ABOUT THIS EXERCISE :: State how many lines in these records contain the word "shifted", and nothing else.

__________

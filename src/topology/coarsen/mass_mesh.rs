//! Mass mesh: the root mesh with every cluster replaced by its refined
//! supertriangle, fully hung on voids.
//!
//! Conservative transfer projects root data onto this mesh. Inside a
//! cluster the three kernel positions become fresh pivots `c` hanging on the
//! supertriangle sides, so the projected field is linear on each
//! supertriangle. Outside the clusters the mesh is the root mesh, with
//! voids added or removed along the cluster borders so that every pivot keeps
//! four triangles.

use hashbrown::{HashMap, HashSet};

use crate::config::VOID_TOL;
use crate::geometry::Point2;
use crate::topology::pairs::{TableMap, sympaired};
use crate::topology::supertriu::SuperTriu;
use crate::topology::trimesh::{TriMesh, Triangle};
use crate::topology::voids::find_voids;

/// Mass mesh of a set of clusters and its link to the root mesh.
#[derive(Clone, Debug)]
pub struct MassMesh {
    pub mesh: TriMesh,
    /// `root2mass[mass node] = root node` at the same position.
    pub root2mass: Vec<usize>,
}

impl MassMesh {
    /// Build the mass mesh of the clusters of `suptri` over its background mesh.
    pub fn new(suptri: &SuperTriu) -> Self {
        Self::with_tol(suptri, VOID_TOL)
    }

    pub fn with_tol(suptri: &SuperTriu, tol: f64) -> Self {
        let root = suptri.mesh();
        let np = root.npoints();
        let rows = suptri.rows();

        // supertriangle sides with the root kernel node as apex
        let alpha: Vec<Triangle> = rows
            .iter()
            .flat_map(|r| {
                let [s0, s1, s2] = r.vertices;
                let [k0, k1, k2] = root.triangs()[r.core];
                [[s0, s1, k1], [s1, s2, k2], [s2, s0, k0]]
            })
            .collect();

        let edge_nodes: HashSet<usize> = root.meshedge().nodnums_unique().into_iter().collect();
        let codes: Vec<u64> = alpha.iter().map(|t| sympaired(t[0], t[1])).collect();
        let hanging: Vec<Triangle> = TableMap::from_column(&codes)
            .at_rank(1)
            .map(|g| alpha[g[0].row])
            .filter(|t| !edge_nodes.contains(&t[2]))
            .collect();

        let root_voids: HashMap<usize, usize> = find_voids(root, tol)
            .into_iter()
            .map(|v| (v.pivot, v.trinum))
            .collect();
        let hanging_pivots: HashSet<usize> = hanging.iter().map(|t| t[2]).collect();
        let garbage: Vec<usize> = root_voids
            .iter()
            .filter(|(p, _)| hanging_pivots.contains(*p))
            .map(|(_, &t)| t)
            .collect();
        let outer_voids: Vec<Triangle> = hanging
            .iter()
            .filter(|t| !root_voids.contains_key(&t[2]))
            .map(|t| [t[1], t[0], t[2]])
            .collect();

        // fresh pivots np + i sit on the root kernel nodes alpha[i][2]
        let inner_voids: Vec<Triangle> = alpha
            .iter()
            .enumerate()
            .map(|(i, t)| [t[0], t[1], np + i])
            .collect();
        let inner_cores: Vec<Triangle> = (0..rows.len())
            .map(|r| [np + 3 * r, np + 3 * r + 1, np + 3 * r + 2])
            .collect();
        let mut inner_sides: Vec<Triangle> = Vec::with_capacity(3 * rows.len());
        for (corner, (a, b)) in [(0usize, (0usize, 2usize)), (1, (1, 0)), (2, (2, 1))] {
            inner_sides.extend(rows.iter().zip(&inner_cores).map(|(r, c)| {
                [r.vertices[corner], c[a], c[b]]
            }));
        }

        let mut dropped: Vec<usize> = suptri.supbodies().into_iter().flatten().collect();
        dropped.extend(garbage);
        let new_points: Vec<Point2> = alpha.iter().map(|t| root.point(t[2])).collect();
        let mut triangs = inner_voids;
        triangs.extend(inner_cores);
        triangs.extend(inner_sides);
        triangs.extend(outer_voids);
        let gamma = root
            .deltriangs(&dropped)
            .add_points(&new_points)
            .add_triangs(&triangs);

        let cleaned = gamma.delghosts();
        let root2gamma: Vec<usize> = (0..np).chain(alpha.iter().map(|t| t[2])).collect();
        let root2mass = cleaned.old_nodes.iter().map(|&g| root2gamma[g]).collect();
        log::debug!(
            "mass mesh: {} clusters, {} triangles, {} nodes",
            rows.len(),
            cleaned.mesh.ntriangs(),
            cleaned.mesh.npoints()
        );
        Self {
            mesh: cleaned.mesh,
            root2mass,
        }
    }
}
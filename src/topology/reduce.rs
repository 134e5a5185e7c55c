//! Static mesh reduction: replace a compact cluster of supertriangles by
//! the coarse triangles it came from.
//!
//! The coarse *inner* mesh (the supermesh) is stitched back onto the *outer*
//! mesh (everything but the supertriangle bodies) with one void per inner
//! boundary edge. The outer mesh must have exactly two boundary loops, the
//! hole running along the inner loop at twice its resolution.

use hashbrown::HashMap;

use crate::geometry::Point2;
use crate::topology::supertriu::SuperTriu;
use crate::topology::trimesh::{TriMesh, Triangle};

impl TriMesh {
    /// Coarsen the largest compact cluster reachable from the first
    /// supertriangle.
    ///
    /// With `detach`, supertriangles touching the boundary are dropped
    /// first. The cluster is then shrunk by `shrink` strip/smooth passes.
    /// The mesh comes back unchanged when no cluster survives or the inner
    /// and outer parts cannot be stitched.
    pub fn reduced(&self, shrink: usize, detach: bool) -> TriMesh {
        self.reduced_from(None, shrink, detach)
    }

    /// [`reduced`](Self::reduced) with the cluster seeded nearest to `seed`.
    pub fn reduced_from(&self, seed: Option<Point2>, shrink: usize, detach: bool) -> TriMesh {
        let mut suptri = self.supertriu();
        if detach {
            suptri = suptri.detach();
        }
        let Some(mut suptri) = suptri.reduce(seed) else {
            log::debug!("reduced: no compact cluster");
            return self.clone();
        };
        for _ in 0..shrink {
            suptri = suptri.strip().smooth(true);
        }
        if suptri.is_empty() {
            log::debug!("reduced: cluster vanished after {shrink} shrink passes");
            return self.clone();
        }
        merge_cluster(&suptri).unwrap_or_else(|| {
            log::debug!("reduced: cannot stitch {} supertriangles", suptri.size());
            self.clone()
        })
    }
}

fn merge_cluster(suptri: &SuperTriu) -> Option<TriMesh> {
    let inner = suptri.supmesh();
    let bodies: Vec<usize> = suptri.supbodies().into_iter().flatten().collect();
    let outer = suptri.mesh().deltriangs(&bodies);
    if outer.is_empty() {
        return Some(inner.delghosts().mesh);
    }

    let iloops = inner.meshedge().getloops().ok()?;
    let oloops = outer.meshedge().getloops().ok()?;
    let [iloop] = iloops.as_slice() else {
        return None;
    };
    if oloops.len() != 2 {
        return None;
    }
    let anchor = iloop.startnode()?;
    let hole = oloops.iter().find(|l| l.contains(anchor))?;
    if hole.size() != 2 * iloop.size() {
        return None;
    }

    // the hole runs against the inner loop: end -> pivot -> start
    let next: HashMap<usize, usize> = hole.edges().iter().map(|e| (e.start, e.end)).collect();
    let mut points = outer.points().to_vec();
    let mut voids: Vec<Triangle> = Vec::with_capacity(iloop.size());
    for e in iloop.edges() {
        let pivot = *next.get(&e.end)?;
        if next.get(&pivot) != Some(&e.start) {
            return None;
        }
        points[pivot] = Point2::midpoint(points[e.start], points[e.end]);
        voids.push([e.end, e.start, pivot]);
    }

    let mut triangs = inner.triangs().to_vec();
    triangs.extend(voids);
    triangs.extend_from_slice(outer.triangs());
    Some(TriMesh::from_parts(points, triangs).delghosts().mesh)
}
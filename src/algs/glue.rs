//! Joining two meshes along a shared boundary.

use hashbrown::HashMap;

use crate::config::AmrConfig;
use crate::geometry::Point2;
use crate::topology::trimesh::TriMesh;

fn snapped(p: Point2, tol: f64) -> (i64, i64) {
    ((p.x / tol).round() as i64, (p.y / tol).round() as i64)
}

/// Glue `mesh2` onto `mesh1` where their boundary nodes coincide within `tol`.
///
/// Points of `mesh2` follow those of `mesh1`; every glued node of `mesh1`
/// is replaced by its twin in `mesh2`, and unused points are dropped.
/// Returns `None` when the boundaries share no node.
pub fn join_meshes(mesh1: &TriMesh, mesh2: &TriMesh, tol: f64) -> Option<TriMesh> {
    let shift = mesh1.npoints();
    let mut boundary2: HashMap<(i64, i64), usize> = HashMap::new();
    for n in mesh2.meshedge().nodnums1() {
        boundary2.entry(snapped(mesh2.point(n), tol)).or_insert(n);
    }
    let mut seen = HashMap::new();
    for n in mesh1.meshedge().nodnums1() {
        let key = snapped(mesh1.point(n), tol);
        if let Some(&twin) = boundary2.get(&key) {
            seen.entry(key).or_insert((n, twin + shift));
        }
    }
    if seen.is_empty() {
        return None;
    }
    let (from, to): (Vec<usize>, Vec<usize>) = seen.into_values().unzip();
    log::debug!("join_meshes: {} twin nodes", from.len());

    let shifted: Vec<_> = mesh2
        .triangs()
        .iter()
        .map(|t| t.map(|n| n + shift))
        .collect();
    let joined = mesh1
        .add_points(mesh2.points())
        .add_triangs(&shifted)
        .relabeled(&from, &to);
    Some(joined.delghosts().mesh)
}

/// [`join_meshes`] with the configured glue tolerance.
pub fn join_meshes_with(mesh1: &TriMesh, mesh2: &TriMesh, config: &AmrConfig) -> Option<TriMesh> {
    join_meshes(mesh1, mesh2, config.glue_tol)
}
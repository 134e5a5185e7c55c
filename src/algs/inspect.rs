//! Locating nodes and triangles of a mesh.

use crate::algs::dual_graph::DualGraph;
use crate::geometry::Point2;
use crate::mesh_error::AmrError;
use crate::topology::nodes_map::NodesMap;
use crate::topology::trimesh::TriMesh;

fn nearest(points: impl Iterator<Item = Point2>, anchor: Point2) -> Option<usize> {
    points
        .map(|p| p.dist(anchor))
        .enumerate()
        .min_by(|a, b| a.1.total_cmp(&b.1))
        .map(|(i, _)| i)
}

/// Nodes map of the point closest to `anchor`.
///
/// Fails when the closest point is not used by any triangle.
pub fn find_node(mesh: &TriMesh, anchor: Point2) -> Result<NodesMap, AmrError> {
    match nearest(mesh.points().iter().copied(), anchor) {
        Some(node) => mesh.nodesmap().atnode(node),
        None => Ok(NodesMap::default()),
    }
}

/// Up to `count` triangles reached breadth-first from the triangle whose
/// centroid is closest to `anchor` (triangle 0 without an anchor).
///
/// With `remove_heads`, triangles of the subset that share only one edge
/// with the rest of the subset are dropped.
pub fn find_subset(
    mesh: &TriMesh,
    count: usize,
    anchor: Option<Point2>,
    remove_heads: bool,
) -> Vec<usize> {
    if mesh.is_empty() {
        return Vec::new();
    }
    let seed = anchor
        .and_then(|p| nearest(mesh.centroids().into_iter(), p))
        .unwrap_or(0);
    let mut order = DualGraph::from_mesh(mesh).bfs_order(seed);
    order.truncate(count);
    if remove_heads {
        let heads = mesh.submesh(&order).edgesmap().getspec().heads;
        let mut keep = vec![true; order.len()];
        for h in heads {
            keep[h] = false;
        }
        order = order
            .into_iter()
            .zip(keep)
            .filter_map(|(t, k)| k.then_some(t))
            .collect();
    }
    order
}

/// Triangles whose centroid satisfies `mask`.
pub fn find_masked(mesh: &TriMesh, mask: impl Fn(Point2) -> bool) -> Vec<usize> {
    mesh.centroids()
        .into_iter()
        .enumerate()
        .filter_map(|(t, c)| mask(c).then_some(t))
        .collect()
}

__________

OUTPUT OF THE EXERCISE :: 2